- Supplied records -

*** Begin section ***

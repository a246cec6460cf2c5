// ━━━━━━━━━━━━━━━━━━━━━━━━━━━━━━━━━━━━━━━━━━━━━━━━━━━━━━━━━━━━
//  Gantry: keeps gateway routing in sync with labelled containers
//
//  Discovery:  Docker Engine API (TCP)
//  Gateway:    Kong-compatible admin API
//  Loop:       one scan cycle per interval, sequential per key
// ━━━━━━━━━━━━━━━━━━━━━━━━━━━━━━━━━━━━━━━━━━━━━━━━━━━━━━━━━━━━

use anyhow::Context;
use clap::{Parser, ValueEnum};
use gantry_core::{GantryConfig, SpecBuilder};
use gantry_discovery::{ContainerDiscovery, DockerClient, LabelFilter, locate_gateway};
use gantry_gateway::{GatewayAdmin, KongAdminClient};
use gantry_reconciler::{Reconciler, Scheduler};
use std::path::PathBuf;
use std::process::ExitCode;
use std::sync::Arc;
use tokio::sync::watch;
use tracing::{error, info};

#[derive(Clone, Copy, Debug, ValueEnum)]
enum LogFormat {
    Text,
    Json,
}

#[derive(Parser, Debug)]
#[command(name = "gantry", version, about = "Gantry — gateway config watcher for labelled containers")]
struct Cli {
    /// Path to configuration file (missing file = defaults + environment)
    #[arg(short, long, default_value = "/etc/gantry/gantry.yaml")]
    config: PathBuf,

    /// Log level, used when RUST_LOG is unset
    #[arg(long, env = "LOG_LEVEL", default_value = "info")]
    log_level: String,

    #[arg(long, value_enum, default_value = "text")]
    log_format: LogFormat,
}

fn init_tracing(cli: &Cli) {
    let filter = tracing_subscriber::EnvFilter::try_from_default_env()
        .unwrap_or_else(|_| tracing_subscriber::EnvFilter::new(&cli.log_level));
    let builder = tracing_subscriber::fmt().with_env_filter(filter).with_target(false);
    match cli.log_format {
        LogFormat::Text => builder.init(),
        LogFormat::Json => builder.json().init(),
    }
}

#[tokio::main]
async fn main() -> ExitCode {
    let cli = Cli::parse();
    init_tracing(&cli);

    info!(version = env!("CARGO_PKG_VERSION"), "Gantry starting");

    match run(cli).await {
        Ok(()) => {
            info!("Gantry stopped");
            ExitCode::SUCCESS
        }
        Err(e) => {
            error!(error = %format!("{e:#}"), "startup failed");
            ExitCode::FAILURE
        }
    }
}

async fn run(cli: Cli) -> anyhow::Result<()> {
    // ── Config ──
    let config = GantryConfig::load(&cli.config)
        .with_context(|| format!("loading configuration from {}", cli.config.display()))?;
    config.validate().context("invalid configuration")?;

    // ── Container runtime ──
    let docker = DockerClient::new(&config.runtime.endpoint, config.runtime.timeout())
        .context("creating container runtime client")?;
    let runtime = docker
        .ping()
        .await
        .with_context(|| format!("container runtime unreachable at {}", config.runtime.endpoint))?;
    info!(
        endpoint = %config.runtime.endpoint,
        api_version = %runtime.api_version,
        os = %runtime.os,
        "Connected to container runtime"
    );
    let discovery: Arc<dyn ContainerDiscovery> = Arc::new(docker);

    // ── Gateway admin API ──
    let admin_url = match &config.gateway.admin_url {
        Some(url) => url.clone(),
        None => locate_gateway(
            discovery.as_ref(),
            &config.gateway.locator_label,
            &config.gateway.network,
            config.gateway.admin_port,
        )
        .await
        .context("locating gateway container")?,
    };
    let kong = KongAdminClient::new(&admin_url, config.gateway.timeout())
        .context("creating gateway admin client")?;
    let gateway = kong
        .info()
        .await
        .with_context(|| format!("gateway admin API unreachable at {admin_url}"))?;
    info!(admin_url = %admin_url, gateway_version = %gateway.version, "Connected to gateway");
    let admin: Arc<dyn GatewayAdmin> = Arc::new(kong);

    // ── Scheduler ──
    let scheduler = Scheduler::new(
        discovery,
        Reconciler::new(admin, config.auth.clone()),
        SpecBuilder::new(config.labels.clone()),
        LabelFilter::parse(&config.labels.service_filter),
        config.scan.interval(),
    );

    let (stop_tx, stop_rx) = watch::channel(false);
    tokio::spawn(async move {
        shutdown_signal().await;
        info!("Shutdown signal received, stopping...");
        let _ = stop_tx.send(true);
    });

    info!(
        interval_secs = config.scan.interval_secs,
        filter = %config.labels.service_filter,
        "Gantry is ready — watching containers"
    );
    scheduler.run(stop_rx).await;

    // Dropping the scheduler releases both HTTP clients.
    drop(scheduler);
    Ok(())
}

/// SIGTERM (docker stop) or SIGINT (Ctrl+C).
async fn shutdown_signal() {
    let ctrl_c = async {
        if let Err(e) = tokio::signal::ctrl_c().await {
            error!(error = %e, "failed to listen for SIGINT");
            std::future::pending::<()>().await;
        }
    };

    #[cfg(unix)]
    let terminate = async {
        match tokio::signal::unix::signal(tokio::signal::unix::SignalKind::terminate()) {
            Ok(mut sig) => {
                sig.recv().await;
            }
            Err(e) => {
                error!(error = %e, "failed to listen for SIGTERM");
                std::future::pending::<()>().await;
            }
        }
    };

    #[cfg(not(unix))]
    let terminate = std::future::pending::<()>();

    tokio::select! {
        _ = ctrl_c => {}
        _ = terminate => {}
    }
}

*** End section ***

- Required action -
What the task asks for is a word-for-word repeat of the lines above, from the first through the one containing "#[derive(Parser, Debug)]".

- Your response -
repository a246cec6460cf2c5
// ━━━━━━━━━━━━━━━━━━━━━━━━━━━━━━━━━━━━━━━━━━━━━━━━━━━━━━━━━━━━
//  Gantry: keeps gateway routing in sync with labelled containers
//
//  Discovery:  Docker Engine API (TCP)
//  Gateway:    Kong-compatible admin API
//  Loop:       one scan cycle per interval, sequential per key
// ━━━━━━━━━━━━━━━━━━━━━━━━━━━━━━━━━━━━━━━━━━━━━━━━━━━━━━━━━━━━

use anyhow::Context;
use clap::{Parser, ValueEnum};
use gantry_core::{GantryConfig, SpecBuilder};
use gantry_discovery::{ContainerDiscovery, DockerClient, LabelFilter, locate_gateway};
use gantry_gateway::{GatewayAdmin, KongAdminClient};
use gantry_reconciler::{Reconciler, Scheduler};
use std::path::PathBuf;
use std::process::ExitCode;
use std::sync::Arc;
use tokio::sync::watch;
use tracing::{error, info};

#[derive(Clone, Copy, Debug, ValueEnum)]
enum LogFormat {
    Text,
    Json,
}

#[derive(Parser, Debug)]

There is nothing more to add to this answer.